* RECORDS TO PROCESS *

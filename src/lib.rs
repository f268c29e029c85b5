//! HRMS Portal
//!
//! Client-side domain-state layer for the HRMS employee portal: attendance
//! punches, leave, tasks, projects, dashboards, profile and the AI assistant,
//! all backed by one REST API.
//!
//! # Architecture
//!
//! - **Session**: process-wide bearer token with a persisted lifecycle
//! - **API**: one reqwest client that attaches the token and handles 401 centrally
//! - **Domains**: one reducer-driven async state machine per backend domain
//! - **Portal**: aggregator with a memoized combined view
//!
//! # Modules
//!
//! - [`api`]: HTTP client and endpoint groups
//! - [`domains`]: per-domain state, actions and operations
//! - [`normalized`]: response adapters over unstable backend field names
//! - [`session`]: authentication session and its storage
//! - [`store`]: reducer trait, versioned store and the operation driver

// Allow pedantic clippy warnings that don't add value for this codebase
#![allow(clippy::cast_possible_truncation)]
#![allow(clippy::cast_precision_loss)]
#![allow(clippy::cast_sign_loss)]
#![allow(clippy::missing_fields_in_debug)]
#![allow(clippy::match_same_arms)]
#![allow(clippy::cargo_common_metadata)]
#![allow(clippy::multiple_crate_versions)]
#![allow(clippy::needless_pass_by_value)]

pub mod api;
pub mod config;
pub mod domains;
pub mod error;
pub mod normalized;
pub mod portal;
pub mod session;
pub mod store;
pub mod telemetry;

pub use error::{Outcome, PortalError, Result};
pub use portal::{Portal, PortalView};
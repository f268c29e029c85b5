use tracing_subscriber::{EnvFilter, layer::SubscriberExt, util::SubscriberInitExt};

use crate::config::LoggingConfig;

/// Initialize logging.
///
/// `RUST_LOG` wins over the configured filter. Output goes to stderr so
/// command output on stdout stays machine-readable.
pub fn init(config: &LoggingConfig) {
    let filter_layer = EnvFilter::try_from_default_env()
        .or_else(|_| EnvFilter::try_new(&config.filter))
        .unwrap_or_else(|_| EnvFilter::new(crate::config::DEFAULT_LOG_FILTER));

    let registry = tracing_subscriber::registry().with(filter_layer);

    if config.json {
        registry
            .with(
                tracing_subscriber::fmt::layer()
                    .json()
                    .with_target(true)
                    .with_writer(std::io::stderr),
            )
            .init();
    } else {
        registry
            .with(
                tracing_subscriber::fmt::layer()
                    .with_target(true)
                    .with_thread_ids(true)
                    .with_line_number(true)
                    .compact()
                    .with_writer(std::io::stderr),
            )
            .init();
    }
}
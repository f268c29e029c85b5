//! Dashboard summary cards.

use serde::Serialize;

use crate::api::ApiClient;
use crate::error::Result;
use crate::normalized::{AdminOverview, DashboardSummary};
use crate::store::{Activities, Reducer, Resource, Store};

#[derive(Debug, Clone, Copy, PartialEq, Eq, PartialOrd, Ord, Hash, Serialize)]
#[serde(rename_all = "snake_case")]
pub enum DashboardActivity {
    Summary,
    Overview,
}

#[derive(Debug, Clone, Default, PartialEq, Serialize)]
pub struct DashboardState {
    pub summary: Option<DashboardSummary>,
    pub overview: Option<AdminOverview>,
    pub activity: Activities<DashboardActivity>,
}

#[derive(Debug)]
pub enum DashboardAction {
    Started(DashboardActivity),
    Failed(DashboardActivity, String),
    Settled(DashboardActivity),
    SummaryLoaded(DashboardSummary),
    OverviewLoaded(AdminOverview),
}

impl Reducer for DashboardState {
    type Action = DashboardAction;
    type Category = DashboardActivity;

    fn reduce(&self, action: DashboardAction) -> Self {
        let mut next = self.clone();
        match action {
            DashboardAction::Started(category) => next.activity.start(category),
            DashboardAction::Failed(category, message) => next.activity.fail(category, message),
            DashboardAction::Settled(category) => next.activity.settle(category),
            DashboardAction::SummaryLoaded(summary) => {
                next.summary = Some(summary);
                next.activity.succeed(DashboardActivity::Summary);
            }
            DashboardAction::OverviewLoaded(overview) => {
                next.overview = Some(overview);
                next.activity.succeed(DashboardActivity::Overview);
            }
        }
        next
    }

    fn started(category: DashboardActivity) -> DashboardAction {
        DashboardAction::Started(category)
    }

    fn failed(category: DashboardActivity, message: String) -> DashboardAction {
        DashboardAction::Failed(category, message)
    }

    fn settled(category: DashboardActivity) -> DashboardAction {
        DashboardAction::Settled(category)
    }
}

/// Dashboard state machine.
#[derive(Debug, Clone)]
pub struct Dashboard {
    api: ApiClient,
    resource: Resource<DashboardState>,
}

impl Dashboard {
    pub fn new(api: ApiClient) -> Self {
        Self {
            api,
            resource: Resource::new("dashboard"),
        }
    }

    pub fn store(&self) -> &Store<DashboardState> {
        self.resource.store()
    }

    /// `GET /dashboard/employee`.
    pub async fn get_dashboard(&self) -> Result<DashboardSummary> {
        self.resource
            .execute(
                DashboardActivity::Summary,
                "Failed to fetch dashboard",
                async {
                    let body = self.api.dashboard().employee().await?;
                    Ok(DashboardSummary::from_response(&body))
                },
                |summary| DashboardAction::SummaryLoaded(summary.clone()),
            )
            .await
    }

    /// `GET /dashboard/overview`, the administrative counts.
    pub async fn get_admin_overview(&self) -> Result<AdminOverview> {
        self.resource
            .execute(
                DashboardActivity::Overview,
                "Failed to fetch dashboard overview",
                async {
                    let body = self.api.dashboard().overview().await?;
                    Ok(AdminOverview::from_response(&body))
                },
                |overview| DashboardAction::OverviewLoaded(overview.clone()),
            )
            .await
    }
}
//! HRMS Portal command-line front end.
//!
//! Each invocation restores the persisted session, runs one operation and
//! prints its outcome as JSON.

use mimalloc::MiMalloc;

/// Global allocator for improved performance (M-MIMALLOC-APPS).
#[global_allocator]
static GLOBAL: MiMalloc = MiMalloc;

use std::process::ExitCode;
use std::sync::Arc;

use anyhow::Context;
use chrono::Datelike;
use clap::{Parser, Subcommand};
use dotenvy::dotenv;
use serde::Serialize;
use serde_json::{Map, Value};
use tracing::info;

use hrms_portal::api::ProjectsQuery;
use hrms_portal::config::{AppConfig, ConfigArgs};
use hrms_portal::domains::{LeaveForm, TaskQuery};
use hrms_portal::normalized::TaskStatus;
use hrms_portal::{Outcome, Portal, Result, telemetry};

#[derive(Parser, Debug)]
#[command(author, version, about, long_about = None)]
struct Cli {
    #[command(flatten)]
    config: ConfigArgs,

    #[command(subcommand)]
    command: Command,
}

#[derive(Subcommand, Debug)]
enum Command {
    /// Sign in and persist the session
    Login {
        #[arg(short, long)]
        username: String,
        #[arg(short, long, env = "HRMS_PASSWORD", hide_env_values = true)]
        password: String,
    },
    /// Sign out and delete the persisted session
    Logout,
    /// Show the restored session
    Status,
    /// Show the signed-in user's profile
    Profile,
    /// Show dashboard summary cards
    Dashboard {
        /// Show the administrative overview instead
        #[arg(long)]
        admin: bool,
    },
    PunchIn,
    PunchOut,
    /// Show today's attendance record
    Today,
    /// Show the monthly attendance summary
    Calendar {
        #[arg(long)]
        year: Option<i32>,
        #[arg(long)]
        month: Option<u32>,
    },
    #[command(subcommand)]
    Leave(LeaveCommand),
    /// List assigned tasks
    Tasks {
        #[arg(long, default_value_t = 1)]
        page: u64,
        #[arg(long, default_value_t = 20)]
        page_size: u64,
        #[arg(long)]
        status: Option<TaskStatus>,
    },
    #[command(subcommand)]
    Task(TaskCommand),
    /// Query projects
    Projects {
        #[arg(long, default_value_t = 1)]
        page: u64,
        #[arg(long, default_value_t = 10)]
        page_size: u64,
        /// Extra filter, repeatable (e.g. --filter status=active)
        #[arg(long = "filter", value_parser = parse_filter)]
        filters: Vec<(String, String)>,
    },
    /// Ask the AI assistant
    Ask { question: String },
}

#[derive(Subcommand, Debug)]
enum LeaveCommand {
    Types,
    Requests,
    Balance,
    /// Apply for leave (dates as YYYY-MM-DD)
    Apply {
        #[arg(long)]
        type_id: Option<i64>,
        #[arg(long)]
        start: String,
        #[arg(long)]
        end: String,
        #[arg(long)]
        reason: Option<String>,
    },
}

#[derive(Subcommand, Debug)]
enum TaskCommand {
    Show { id: String },
    SetStatus { id: String, status: TaskStatus },
}

fn parse_filter(raw: &str) -> std::result::Result<(String, String), String> {
    let (key, value) = raw
        .split_once('=')
        .map(|(k, v)| (k.trim().to_string(), v.trim().to_string()))
        .filter(|(k, _)| !k.is_empty())
        .ok_or_else(|| format!("expected key=value, got `{raw}`"))?;
    if ProjectsQuery::RESERVED_KEYS.contains(&key.as_str()) {
        return Err(format!("use --{} instead of --filter {key}=...", key.replace('_', "-")));
    }
    Ok((key, value))
}

#[tokio::main]
async fn main() -> anyhow::Result<ExitCode> {
    // Load .env (if present)
    let _ = dotenv();

    let cli = Cli::parse();
    let config = AppConfig::load(&cli.config).context("Failed to load configuration")?;
    telemetry::init(&config.logging);

    info!(
        name: "portal.config.loaded",
        base_url = %config.api.base_url,
        storage_dir = %config.storage.dir.display(),
        "Configuration loaded"
    );

    let portal = Portal::from_config(&config).context("Failed to build API client")?;
    portal.restore_session().await;

    Ok(run(&portal, cli.command).await)
}

async fn run(portal: &Portal, command: Command) -> ExitCode {
    match command {
        Command::Login { username, password } => {
            report(portal.login().login(&username, &password).await)
        }
        Command::Logout => {
            portal.sign_out().await;
            report(Ok(portal.session().current()))
        }
        Command::Status => report(Ok(portal.session().current())),
        Command::Profile => report(portal.login().fetch_profile().await),
        Command::Dashboard { admin: false } => report(portal.dashboard().get_dashboard().await),
        Command::Dashboard { admin: true } => {
            report(portal.dashboard().get_admin_overview().await)
        }
        Command::PunchIn => {
            let result = portal.attendance().punch_in().await;
            report(result.map(|_| Arc::clone(&portal.view().attendance)))
        }
        Command::PunchOut => {
            let result = portal.attendance().punch_out().await;
            report(result.map(|_| Arc::clone(&portal.view().attendance)))
        }
        Command::Today => report(portal.attendance().fetch_today().await),
        Command::Calendar { year, month } => {
            let now = chrono::Local::now();
            let year = year.unwrap_or_else(|| now.year());
            let month = month.unwrap_or_else(|| now.month());
            report(portal.attendance().fetch_calendar(year, month).await)
        }
        Command::Leave(LeaveCommand::Types) => report(portal.leave().get_leave_types().await),
        Command::Leave(LeaveCommand::Requests) => {
            report(portal.leave().get_leave_requests().await)
        }
        Command::Leave(LeaveCommand::Balance) => report(portal.leave().get_leave_balance().await),
        Command::Leave(LeaveCommand::Apply {
            type_id,
            start,
            end,
            reason,
        }) => {
            let form = LeaveForm {
                leave_type_id: type_id,
                start_date: start,
                end_date: end,
                reason,
            };
            report(portal.leave().apply_for_leave(&form).await)
        }
        Command::Tasks {
            page,
            page_size,
            status,
        } => {
            let query = TaskQuery {
                page,
                page_size,
                status,
            };
            report(portal.tasks().get_tasks(query).await)
        }
        Command::Task(TaskCommand::Show { id }) => report(portal.tasks().get_task(&id).await),
        Command::Task(TaskCommand::SetStatus { id, status }) => {
            report(portal.tasks().update_task_status(&id, status).await)
        }
        Command::Projects {
            page,
            page_size,
            filters,
        } => {
            let filters: Map<String, Value> = filters
                .into_iter()
                .map(|(k, v)| (k, Value::String(v)))
                .collect();
            let query = ProjectsQuery {
                page,
                page_size,
                filters,
            };
            report(portal.projects().query_projects(&query).await)
        }
        Command::Ask { question } => report(portal.ai_chat().ask(&question).await),
    }
}

/// Print the outcome as JSON; failures exit with status 1.
fn report<T: Serialize>(result: Result<T>) -> ExitCode {
    let outcome = Outcome::from(result);
    let code = if outcome.success {
        ExitCode::SUCCESS
    } else {
        ExitCode::FAILURE
    };
    match serde_json::to_string_pretty(&outcome) {
        Ok(json) => println!("{json}"),
        Err(e) => eprintln!("Failed to render result: {e}"),
    }
    code
}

* TASK TO CARRY OUT *
Each line from the top of the records through the one with "a persisted lifecycle" should be returned exactly. Leave out everything else.

* SOLUTION FOR THIS PROBLEM *
filename src/lib.rs
repository f268c29e029c85b5
//! HRMS Portal
//!
//! Client-side domain-state layer for the HRMS employee portal: attendance
//! punches, leave, tasks, projects, dashboards, profile and the AI assistant,
//! all backed by one REST API.
//!
//! # Architecture
//!
//! - **Session**: process-wide bearer token with a persisted lifecycle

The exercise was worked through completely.